O choque foi tão grande de perder minha melhor amiga, que comecei a desenvolver uma doença que paralisava todos os músculos do meu corpo. Não conseguia sequer ficar de pé. Até quando ia ao banheiro, tinha que deixar a porta aberta para alguém me puxar, porque sozinha não dava. Era dermatomiosite. Quando fiz os exames e o médico confirmou, fui de imediato para São Paulo, onde fiz tratamento por um ano e meio no Hospital das Clínicas. Sabe o que é mais interessante? Eu descobri que o que eu tinha não era nada, agradeci a Deus por eu estar tão mais saudável do que outras pessoas, que eu via em estágios bem delicados de doenças terminais. Tive momentos sérios, em que não aguentava sequer ficar parada na fila de espera dos medicamentos, de tão fraca que me sentia.
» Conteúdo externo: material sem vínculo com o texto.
//! In-memory fakes for the market and chain seams

use crate::chain::{BalanceSource, SwapRequest, SwapRouter};
use crate::market::{MarketData, PriceSeries};
use crate::tokens::Token;
use crate::{Error, Result};
use alloy::primitives::{Address, TxHash, U256};
use async_trait::async_trait;
use std::collections::{HashMap, HashSet};
use std::sync::Mutex;

pub fn token(symbol: &str, byte: u8) -> Token {
    Token::new(symbol, symbol, Address::repeat_byte(byte), 1_000.0)
}

/// Last sample 20% under a flat 100: a buy signal
pub fn dip_series() -> PriceSeries {
    PriceSeries::from_prices(&[100.0, 100.0, 100.0, 100.0, 100.0, 100.0, 80.0])
}

pub fn flat_series() -> PriceSeries {
    PriceSeries::from_prices(&[100.0, 100.0, 100.0, 100.0])
}

pub fn ether(milli: u64) -> U256 {
    U256::from(milli) * U256::from(1_000_000_000_000_000u64)
}

#[derive(Default)]
pub struct FakeMarket {
    tokens: Vec<Token>,
    universe_fails: bool,
    ignores_limit: bool,
    histories: HashMap<String, PriceSeries>,
    failing_histories: HashSet<String>,
    pub history_calls: Mutex<Vec<String>>,
}

impl FakeMarket {
    pub fn new(tokens: Vec<Token>) -> Self {
        Self {
            tokens,
            ..Default::default()
        }
    }

    pub fn failing_universe() -> Self {
        Self {
            universe_fails: true,
            ..Default::default()
        }
    }

    /// Return the whole universe whatever limit is asked for
    pub fn ignoring_limit(mut self) -> Self {
        self.ignores_limit = true;
        self
    }

    pub fn with_history(mut self, token_id: &str, series: PriceSeries) -> Self {
        self.histories.insert(token_id.to_string(), series);
        self
    }

    pub fn with_failing_history(mut self, token_id: &str) -> Self {
        self.failing_histories.insert(token_id.to_string());
        self
    }

    pub fn history_call_count(&self) -> usize {
        self.history_calls.lock().unwrap().len()
    }
}

#[async_trait]
impl MarketData for FakeMarket {
    async fn list_top_tokens(&self, limit: u32, _category: &str) -> Result<Vec<Token>> {
        if self.universe_fails {
            return Err(Error::Provider("market data unavailable".to_string()));
        }
        if self.ignores_limit {
            return Ok(self.tokens.clone());
        }
        Ok(self.tokens.iter().take(limit as usize).cloned().collect())
    }

    async fn fetch_price_history(&self, token_id: &str, _window_days: u32) -> Result<PriceSeries> {
        self.history_calls.lock().unwrap().push(token_id.to_string());
        if self.failing_histories.contains(token_id) {
            return Err(Error::Provider(format!("history for {} unavailable", token_id)));
        }
        Ok(self.histories.get(token_id).cloned().unwrap_or_default())
    }
}

pub struct FakeChain {
    native: U256,
    native_fails: bool,
    token_balances: HashMap<Address, U256>,
    failing_balances: HashSet<Address>,
    quotes: HashMap<Address, U256>,
    failing_swaps: HashSet<Address>,
    yield_on_native: bool,
    /// "balance" / "swap" in call order, shared by every run
    pub events: Mutex<Vec<&'static str>>,
    pub quote_calls: Mutex<Vec<(U256, Vec<Address>)>>,
    pub swaps: Mutex<Vec<SwapRequest>>,
}

impl FakeChain {
    pub fn new(native: U256) -> Self {
        Self {
            native,
            native_fails: false,
            token_balances: HashMap::new(),
            failing_balances: HashSet::new(),
            quotes: HashMap::new(),
            failing_swaps: HashSet::new(),
            yield_on_native: false,
            events: Mutex::new(Vec::new()),
            quote_calls: Mutex::new(Vec::new()),
            swaps: Mutex::new(Vec::new()),
        }
    }

    pub fn with_failing_native(mut self) -> Self {
        self.native_fails = true;
        self
    }

    /// Suspend inside the native read so concurrent callers can interleave
    pub fn with_yielding_native(mut self) -> Self {
        self.yield_on_native = true;
        self
    }

    pub fn events(&self) -> Vec<&'static str> {
        self.events.lock().unwrap().clone()
    }

    pub fn with_token_balance(mut self, token: Address, balance: U256) -> Self {
        self.token_balances.insert(token, balance);
        self
    }

    pub fn with_failing_balance(mut self, token: Address) -> Self {
        self.failing_balances.insert(token);
        self
    }

    /// Quote output for swaps into `target`; targets without one fail to quote
    pub fn with_quote(mut self, target: Address, amount_out: U256) -> Self {
        self.quotes.insert(target, amount_out);
        self
    }

    pub fn with_failing_swap(mut self, target: Address) -> Self {
        self.failing_swaps.insert(target);
        self
    }

    pub fn quote_call_count(&self) -> usize {
        self.quote_calls.lock().unwrap().len()
    }

    pub fn submitted(&self) -> Vec<SwapRequest> {
        self.swaps.lock().unwrap().clone()
    }
}

#[async_trait]
impl BalanceSource for FakeChain {
    async fn native_balance(&self, _owner: Address) -> Result<U256> {
        self.events.lock().unwrap().push("balance");
        if self.yield_on_native {
            tokio::task::yield_now().await;
        }
        if self.native_fails {
            return Err(Error::BalanceRead("rpc down".to_string()));
        }
        Ok(self.native)
    }

    async fn token_balance(&self, token: Address, _owner: Address) -> Result<U256> {
        if self.failing_balances.contains(&token) {
            return Err(Error::BalanceRead(format!("balanceOf on {} reverted", token)));
        }
        Ok(self.token_balances.get(&token).copied().unwrap_or_default())
    }
}

#[async_trait]
impl SwapRouter for FakeChain {
    async fn get_amounts_out(&self, amount_in: U256, path: &[Address]) -> Result<Vec<U256>> {
        self.quote_calls
            .lock()
            .unwrap()
            .push((amount_in, path.to_vec()));
        let target = path.last().copied().unwrap_or_default();
        match self.quotes.get(&target) {
            Some(out) => Ok(vec![amount_in, *out]),
            None => Err(Error::Quote(format!("no pair for {}", target))),
        }
    }

    async fn swap_exact_tokens_for_tokens(&self, request: &SwapRequest) -> Result<TxHash> {
        let target = request.path.last().copied().unwrap_or_default();
        if self.failing_swaps.contains(&target) {
            return Err(Error::Submission("execution reverted".to_string()));
        }
        self.events.lock().unwrap().push("swap");
        let mut swaps = self.swaps.lock().unwrap();
        swaps.push(request.clone());
        Ok(TxHash::repeat_byte(swaps.len() as u8))
    }
}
A dermatomiosite pode causar parada respiratória e os músculos do meu pulmão ficaram bem fracos, o que dificultava minha respiração. Você não tem ideia do que é essa sensação, só sabe quem passa. Porém, nada é comparado ao que aquelas pessoas em estágios terminais passavam. Quando a gente passa por isso, começa a valorizar mais a própria vida.

Com amigos da banda em bastidores de um show (Foto: arquivo pessoal)


E sabe o que me deu força? Saber o quanto tinha amigos especiais. Durante todo o tempo em que estive em São Paulo, passava 15 dias na casa de um, 15 na casa de outro, para não sobrecarregar ninguém. Todos me recebiam tão bem, nunca vou esquecer. Lembro que meu médico me ajudava a fazer alguns movimentos e eu perguntei: ‘Doutor, não quer me ensinar isso pra eu fazer em casa?’. A resposta dele foi: ‘Grace, vamos combinar algo? Aqui dentro, eu lhe ajudo, sou seu médico e faço o que for. Mas quando você sair pela porta do meu consultório, vai deixar a dermatomiosite aqui e viver sua vida lá fora. Ok?’. Foi o que fiz. Daquele dia em diante, resolvi voltar a viver.”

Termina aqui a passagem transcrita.